Houve uma noite na qual eu bebi demais. Sonhei demais e a coisa não funcionou direito. Não me lembro o nome da mulher que estava ao meu lado, mas me lembrava o nome da que eu gostaria que estivesse.
Tinha fodido com uma ruiva de tetas épicas, mas queria a morena que há muito tempo eu não via. Ela tem um sorriso farto. Lindo. De cabelo à beira do ombro. A mulher morena gosta de ler coisas bonitas. Porque o romantismo não está em alta, o amor morreu, sabe?
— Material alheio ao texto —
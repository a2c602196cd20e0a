//! Channel records and lifecycle.
//!
//! Channels are soft-deleted: `deleted_at` tombstones them out of all
//! active lookups while history stays queryable. The partial unique
//! index on live names means a deleted channel's name can be reused.

use super::{DbError, now_ts};
use parlor_proto::{ChannelSummary, ChannelType};
use serde::Serialize;
use sqlx::SqliteConnection;
use uuid::Uuid;

/// A chat channel.
#[derive(Debug, Clone)]
pub struct Channel {
    pub id: String,
    pub name: String,
    pub channel_type: ChannelType,
    pub administrator_id: String,
    pub created_at: i64,
    pub updated_at: i64,
    pub deleted_at: Option<i64>,
}

impl Channel {
    pub fn summary(&self) -> ChannelSummary {
        ChannelSummary {
            id: self.id.clone(),
            name: self.name.clone(),
            channel_type: self.channel_type,
            administrator_id: self.administrator_id.clone(),
            created_at: self.created_at,
            updated_at: self.updated_at,
        }
    }
}

type ChannelRow = (String, String, String, String, i64, i64, Option<i64>);

fn row_to_channel(row: ChannelRow) -> Result<Channel, DbError> {
    let (id, name, channel_type, administrator_id, created_at, updated_at, deleted_at) = row;
    let channel_type = channel_type
        .parse::<ChannelType>()
        .map_err(|e| DbError::Internal(e.to_string()))?;
    Ok(Channel {
        id,
        name,
        channel_type,
        administrator_id,
        created_at,
        updated_at,
        deleted_at,
    })
}

const SELECT_CHANNEL: &str = r#"
SELECT id, name, type, administrator_id, created_at, updated_at, deleted_at
FROM channels
"#;

/// Insert a new channel. Name uniqueness among live channels is
/// checked by the caller inside the same transaction; the partial
/// unique index is the backstop.
pub async fn create(
    conn: &mut SqliteConnection,
    name: &str,
    channel_type: ChannelType,
    administrator_id: &str,
) -> Result<Channel, DbError> {
    let now = now_ts();
    let id = Uuid::new_v4().to_string();

    sqlx::query(
        r#"
        INSERT INTO channels (id, name, type, administrator_id, created_at, updated_at)
        VALUES (?, ?, ?, ?, ?, ?)
        "#,
    )
    .bind(&id)
    .bind(name)
    .bind(channel_type.as_str())
    .bind(administrator_id)
    .bind(now)
    .bind(now)
    .execute(conn)
    .await?;

    Ok(Channel {
        id,
        name: name.to_string(),
        channel_type,
        administrator_id: administrator_id.to_string(),
        created_at: now,
        updated_at: now,
        deleted_at: None,
    })
}

/// Find a live channel by name (case-insensitive).
pub async fn find_active_by_name(
    conn: &mut SqliteConnection,
    name: &str,
) -> Result<Option<Channel>, DbError> {
    let row = sqlx::query_as::<_, ChannelRow>(&format!(
        "{SELECT_CHANNEL} WHERE name = ? COLLATE NOCASE AND deleted_at IS NULL"
    ))
    .bind(name)
    .fetch_optional(conn)
    .await?;
    row.map(row_to_channel).transpose()
}

/// Find a live channel by id.
pub async fn find_active_by_id(
    conn: &mut SqliteConnection,
    id: &str,
) -> Result<Option<Channel>, DbError> {
    let row = sqlx::query_as::<_, ChannelRow>(&format!(
        "{SELECT_CHANNEL} WHERE id = ? AND deleted_at IS NULL"
    ))
    .bind(id)
    .fetch_optional(conn)
    .await?;
    row.map(row_to_channel).transpose()
}

/// Find a channel by id regardless of deletion state. Invitation
/// cancellation still needs the administrator of a tombstoned channel.
pub async fn find_by_id(
    conn: &mut SqliteConnection,
    id: &str,
) -> Result<Option<Channel>, DbError> {
    let row = sqlx::query_as::<_, ChannelRow>(&format!("{SELECT_CHANNEL} WHERE id = ?"))
        .bind(id)
        .fetch_optional(conn)
        .await?;
    row.map(row_to_channel).transpose()
}

/// Soft-delete a channel. Returns false if it was already gone.
pub async fn soft_delete(conn: &mut SqliteConnection, id: &str) -> Result<bool, DbError> {
    let now = now_ts();
    let result = sqlx::query(
        r#"
        UPDATE channels SET deleted_at = ?, updated_at = ?
        WHERE id = ? AND deleted_at IS NULL
        "#,
    )
    .bind(now)
    .bind(now)
    .bind(id)
    .execute(conn)
    .await?;
    Ok(result.rows_affected() > 0)
}

/// Pagination metadata, serialized alongside every listed page.
#[derive(Debug, Clone, Serialize)]
#[serde(rename_all = "camelCase")]
pub struct PageMeta {
    pub total: i64,
    pub per_page: i64,
    pub current_page: i64,
    pub last_page: i64,
}

/// One page of results.
#[derive(Debug, Clone, Serialize)]
pub struct Page<T> {
    pub data: Vec<T>,
    pub meta: PageMeta,
}

impl PageMeta {
    fn new(total: i64, page: i64, limit: i64) -> Self {
        Self {
            total,
            per_page: limit,
            current_page: page,
            last_page: (total.max(0) + limit - 1) / limit.max(1),
        }
    }
}

/// List live public channels the given user could join: the ones they
/// are not in and not banned from, ordered by name.
pub async fn list_public(
    conn: &mut SqliteConnection,
    user_id: &str,
    page: i64,
    limit: i64,
) -> Result<Page<Channel>, DbError> {
    const FILTER: &str = r#"
        FROM channels c
        WHERE c.type = 'PUBLIC' AND c.deleted_at IS NULL
          AND c.id NOT IN (SELECT channel_id FROM channel_members WHERE user_id = ?)
          AND c.id NOT IN (SELECT channel_id FROM banned_members WHERE user_id = ?)
    "#;

    let total = sqlx::query_scalar::<_, i64>(&format!("SELECT COUNT(*) {FILTER}"))
        .bind(user_id)
        .bind(user_id)
        .fetch_one(&mut *conn)
        .await?;

    let rows = sqlx::query_as::<_, ChannelRow>(&format!(
        r#"
        SELECT c.id, c.name, c.type, c.administrator_id, c.created_at, c.updated_at, c.deleted_at
        {FILTER}
        ORDER BY c.name ASC
        LIMIT ? OFFSET ?
        "#
    ))
    .bind(user_id)
    .bind(user_id)
    .bind(limit)
    .bind((page - 1) * limit)
    .fetch_all(&mut *conn)
    .await?;

    let data = rows
        .into_iter()
        .map(row_to_channel)
        .collect::<Result<Vec<_>, _>>()?;

    Ok(Page {
        data,
        meta: PageMeta::new(total, page, limit),
    })
}

/// Live channels whose last activity (latest message, or creation for
/// channels that never saw one) is older than the cutoff timestamp.
pub async fn inactive_since(
    conn: &mut SqliteConnection,
    cutoff: i64,
) -> Result<Vec<Channel>, DbError> {
    let rows = sqlx::query_as::<_, ChannelRow>(&format!(
        r#"
        {SELECT_CHANNEL}
        WHERE deleted_at IS NULL
          AND COALESCE(
                (SELECT MAX(m.created_at) FROM messages m WHERE m.channel_id = channels.id),
                created_at
              ) < ?
        "#
    ))
    .bind(cutoff)
    .fetch_all(conn)
    .await?;

    rows.into_iter().map(row_to_channel).collect()
}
Então prometi um mês inteiro sem palavrão só porque a mulher morena não gosta. Ela fala. Dá risada. É sexy. É linda. Merece crônica. Ou chame o texto como quiser.
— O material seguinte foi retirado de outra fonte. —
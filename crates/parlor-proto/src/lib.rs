//! Wire vocabulary for the Parlor chat server.
//!
//! Everything that crosses a socket lives here: the tagged event and
//! command enums, their payload structs, and the small sum types the
//! server stores as uppercase strings (`PUBLIC`, `KICK`, ...). Field
//! names serialize in camelCase to match the JSON the web clients
//! already speak.

mod command;
mod event;
mod types;

pub use command::ClientCommand;
pub use event::{
    ChannelSummary, InvitationPayload, MessagePayload, ServerEvent, UserSummary,
};
pub use types::{ChannelType, ModerationMethod, ParseTypeError, ResolutionStatus, UserStatus};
A mulher morena tem um sorriso bonito, um sorriso mais bonito que qualquer vagina sorridente e arreganhada à luz da noite que eu encontrava por aí. Também não sou um homem vivido. A vida tratou de me apunhalar o coração e me fez declarar amor pela mulher morena. Os olhos verdes como as águas de uma nascente puritana, o riso fácil, doce. Ela é meio que um enigma, a mulher morena, quando te olha e fica quieta. Ela é uma coletânea de contos do século III escritos em aramaico.
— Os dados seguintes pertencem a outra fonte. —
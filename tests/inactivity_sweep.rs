//! The sweep that retires idle channels.

mod common;

use common::{register, test_hub};
use parlor::db::channels as channel_store;
use parlor::engine::{channels, messages, sweep};
use parlor_proto::ChannelType;

const DAY: i64 = 86_400;

async fn backdate_channel(hub: &parlor::state::Hub, channel_id: &str, days: i64) {
    let then = chrono::Utc::now().timestamp() - days * DAY;
    sqlx::query("UPDATE channels SET created_at = ? WHERE id = ?")
        .bind(then)
        .bind(channel_id)
        .execute(hub.db.pool())
        .await
        .unwrap();
}

#[tokio::test]
async fn channels_idle_past_the_window_are_retired() {
    let hub = test_hub().await;
    let ada = register(&hub, "ada").await;

    let stale = channels::create(&hub, &ada, "stale", ChannelType::Public)
        .await
        .unwrap();
    let fresh = channels::create(&hub, &ada, "fresh", ChannelType::Public)
        .await
        .unwrap();
    backdate_channel(&hub, &stale.id, 31).await;
    backdate_channel(&hub, &fresh.id, 29).await;

    let swept = sweep::run_once(&hub).await.unwrap();
    assert_eq!(swept, 1);

    let mut conn = hub.db.conn().await.unwrap();
    assert!(channel_store::find_active_by_id(&mut conn, &stale.id)
        .await
        .unwrap()
        .is_none());
    assert!(channel_store::find_active_by_id(&mut conn, &fresh.id)
        .await
        .unwrap()
        .is_some());
}

#[tokio::test]
async fn a_recent_message_keeps_an_old_channel_alive() {
    let hub = test_hub().await;
    let ada = register(&hub, "ada").await;

    let channel = channels::create(&hub, &ada, "old-but-busy", ChannelType::Public)
        .await
        .unwrap();
    backdate_channel(&hub, &channel.id, 90).await;
    messages::post(&hub, &ada, "old-but-busy", "still here", &[], None)
        .await
        .unwrap();

    let swept = sweep::run_once(&hub).await.unwrap();
    assert_eq!(swept, 0);

    let mut conn = hub.db.conn().await.unwrap();
    assert!(channel_store::find_active_by_id(&mut conn, &channel.id)
        .await
        .unwrap()
        .is_some());
}

#[tokio::test]
async fn messages_go_stale_too() {
    let hub = test_hub().await;
    let ada = register(&hub, "ada").await;

    let channel = channels::create(&hub, &ada, "ghost-town", ChannelType::Public)
        .await
        .unwrap();
    messages::post(&hub, &ada, "ghost-town", "last word", &[], None)
        .await
        .unwrap();

    backdate_channel(&hub, &channel.id, 90).await;
    let then = chrono::Utc::now().timestamp() - 31 * DAY;
    sqlx::query("UPDATE messages SET created_at = ? WHERE channel_id = ?")
        .bind(then)
        .bind(&channel.id)
        .execute(hub.db.pool())
        .await
        .unwrap();

    let swept = sweep::run_once(&hub).await.unwrap();
    assert_eq!(swept, 1);
}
Arco-Íris são tão lindos quanto o olhar da mulher morena. Que eu vejo quando fecho os olhos. A mulher morena gosta de ler coisas bonitas. Mas eu não sei nada sobre escrever nada bonito. Escrevo só o que me salta aos olhos e ao coração.
Um flamingo me salta aos olhos. Uma trilha deserta me salta aos olhos. Uma mulher nua é linda e me salta aos olhos. Loiras e ruivas me fazem saltar os olhos. Mas quando chega perto de eu me encontrar com a mulher morena, ah, e eu que não sei escrever sobre o amor porque o amor não me salta aos olhos, mas quando a mulher morena ameaça em ir embora eu digo a ela: “fica mais um pouco, porra! Tá cedo, meu!” E ela me olha e me sorri. E fica mais um pouco a conversar comigo. Então a mulher morena merece crônica. Porque escrevo o que me salta aos olhos. E a mulher morena me salta, sem pensar e alucinadamente, ao coração! Porque não estamos mais em Julho. E viver desesperadamente amando. Este é o meu refúgio. E o do coração que tanto salta por causa da mulher morena.” ”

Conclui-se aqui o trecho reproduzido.